WHAT IS BEING ASKED: When a line below holds the string "while", show that line.
##########
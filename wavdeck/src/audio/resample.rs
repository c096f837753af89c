//! Sample rate and channel conversion using rubato
//!
//! Used by the decoder-backed player when the output device cannot run at
//! the decoded file's rate or channel count. Blocks are remixed to the
//! output channel count first, then resampled in fixed input chunks.

use crate::audio::samples::{pack, unpack, DeviceSample};
use crate::error::{Error, Result};
use rubato::{FastFixedIn, PolynomialDegree, Resampler};
use tracing::debug;
use wavdeck_common::AudioFormat;

/// Input frames per resampler call
const RESAMPLE_CHUNK_FRAMES: usize = 1024;

/// Streaming converter from one PCM format to another.
pub struct FormatConverter {
    input: AudioFormat,
    output: AudioFormat,
    resampler: Option<FastFixedIn<f32>>,
    /// Remixed planar samples waiting for a full resampler chunk
    pending: Vec<Vec<f32>>,
    /// Output frames still to discard for the resampler's delay
    delay: usize,
    frames_in: u64,
    frames_out: u64,
}

impl FormatConverter {
    pub fn new(input: AudioFormat, output: AudioFormat) -> Result<Self> {
        let resampler = if input.sample_rate == output.sample_rate {
            None
        } else {
            debug!(
                "Resampling from {}Hz to {}Hz ({} channels)",
                input.sample_rate, output.sample_rate, output.channels
            );
            let resampler = FastFixedIn::<f32>::new(
                output.sample_rate as f64 / input.sample_rate as f64,
                1.0,
                PolynomialDegree::Septic,
                RESAMPLE_CHUNK_FRAMES,
                output.channels as usize,
            )
            .map_err(|e| Error::DecodeOrPlayback(format!("Failed to create resampler: {}", e)))?;
            Some(resampler)
        };
        let delay = resampler.as_ref().map_or(0, |r| r.output_delay());

        Ok(Self {
            input,
            output,
            resampler,
            pending: vec![Vec::new(); output.channels as usize],
            delay,
            frames_in: 0,
            frames_out: 0,
        })
    }

    /// True when blocks pass through unchanged.
    pub fn is_passthrough(&self) -> bool {
        self.input == self.output
    }

    /// Convert a block of whole input frames, returning whatever output is
    /// ready. Some output is held back until [`finish`](Self::finish).
    pub fn convert(&mut self, bytes: &[u8]) -> Result<Vec<u8>> {
        if self.is_passthrough() {
            return Ok(bytes.to_vec());
        }

        let mut samples = Vec::new();
        unpack(self.input.sample_width, bytes, &mut samples);
        let in_channels = self.input.channels as usize;
        let frames: Vec<f32> = samples.into_iter().map(f32::from_device).collect();
        for frame in frames.chunks_exact(in_channels) {
            remix_frame(frame, &mut self.pending);
        }
        self.frames_in += (frames.len() / in_channels) as u64;

        if self.resampler.is_none() {
            let planar = std::mem::replace(
                &mut self.pending,
                vec![Vec::new(); self.output.channels as usize],
            );
            return Ok(self.emit(planar, None));
        }
        let Some(resampler) = self.resampler.as_mut() else {
            return Ok(Vec::new());
        };

        let mut planar_out: Vec<Vec<f32>> = vec![Vec::new(); self.output.channels as usize];
        while self.pending[0].len() >= resampler.input_frames_next() {
            let needed = resampler.input_frames_next();
            let chunk: Vec<Vec<f32>> = self
                .pending
                .iter_mut()
                .map(|channel| channel.drain(..needed).collect())
                .collect();
            let processed = resampler
                .process(&chunk, None)
                .map_err(|e| Error::DecodeOrPlayback(format!("Resampling failed: {}", e)))?;
            for (out, channel) in planar_out.iter_mut().zip(processed) {
                out.extend(channel);
            }
        }
        Ok(self.emit(planar_out, None))
    }

    /// Flush the resampler. The total output is the input length scaled by
    /// the rate ratio, rounded to the nearest frame.
    pub fn finish(&mut self) -> Result<Vec<u8>> {
        if self.is_passthrough() {
            return Ok(Vec::new());
        }
        let Some(resampler) = self.resampler.as_mut() else {
            return Ok(Vec::new());
        };

        let expected = (self.frames_in as f64 * self.output.sample_rate as f64
            / self.input.sample_rate as f64)
            .round() as u64;
        let channels = self.output.channels as usize;
        let mut planar_out: Vec<Vec<f32>> = vec![Vec::new(); channels];

        let remainder = std::mem::replace(&mut self.pending, vec![Vec::new(); channels]);
        if !remainder[0].is_empty() {
            let processed = resampler
                .process_partial(Some(remainder.as_slice()), None)
                .map_err(|e| Error::DecodeOrPlayback(format!("Resampling failed: {}", e)))?;
            for (out, channel) in planar_out.iter_mut().zip(processed) {
                out.extend(channel);
            }
        }

        let mut available = planar_out[0].len().saturating_sub(self.delay) as u64;
        while self.frames_out + available < expected {
            let processed = resampler
                .process_partial(None::<&[Vec<f32>]>, None)
                .map_err(|e| Error::DecodeOrPlayback(format!("Resampling failed: {}", e)))?;
            if processed.first().map_or(true, Vec::is_empty) {
                break;
            }
            for (out, channel) in planar_out.iter_mut().zip(processed) {
                out.extend(channel);
            }
            available = planar_out[0].len().saturating_sub(self.delay) as u64;
        }

        debug!(
            "Converted {} input frames to {} output frames",
            self.frames_in, expected
        );
        Ok(self.emit(planar_out, Some(expected)))
    }

    /// Drop the resampler delay, interleave and pack to the output width,
    /// stopping once `limit` total output frames have been produced.
    fn emit(&mut self, planar: Vec<Vec<f32>>, limit: Option<u64>) -> Vec<u8> {
        let available = planar.first().map_or(0, Vec::len);
        let skip = self.delay.min(available);
        self.delay -= skip;

        let mut frames = available - skip;
        if let Some(limit) = limit {
            frames = frames.min(limit.saturating_sub(self.frames_out) as usize);
        }
        self.frames_out += frames as u64;

        let mut samples = Vec::with_capacity(frames * planar.len());
        for frame in skip..skip + frames {
            samples.extend(planar.iter().map(|channel| channel[frame].to_device()));
        }
        let mut bytes = Vec::new();
        pack(self.output.sample_width, &samples, &mut bytes);
        bytes
    }
}

/// Map one interleaved input frame onto the output channels.
///
/// Mono is copied to every output channel and downmixing to mono averages
/// the input channels; otherwise output channel `c` takes input channel
/// `c % inputs`.
fn remix_frame(frame: &[f32], planar: &mut [Vec<f32>]) {
    let inputs = frame.len();
    let outputs = planar.len();
    if outputs == 1 && inputs > 1 {
        planar[0].push(frame.iter().sum::<f32>() / inputs as f32);
        return;
    }
    for (c, channel) in planar.iter_mut().enumerate() {
        channel.push(frame[c % inputs]);
    }
}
##########
PROBLEM SOLUTION:
        while self.pending[0].len() >= resampler.input_frames_next() {
        while self.frames_out + available < expected {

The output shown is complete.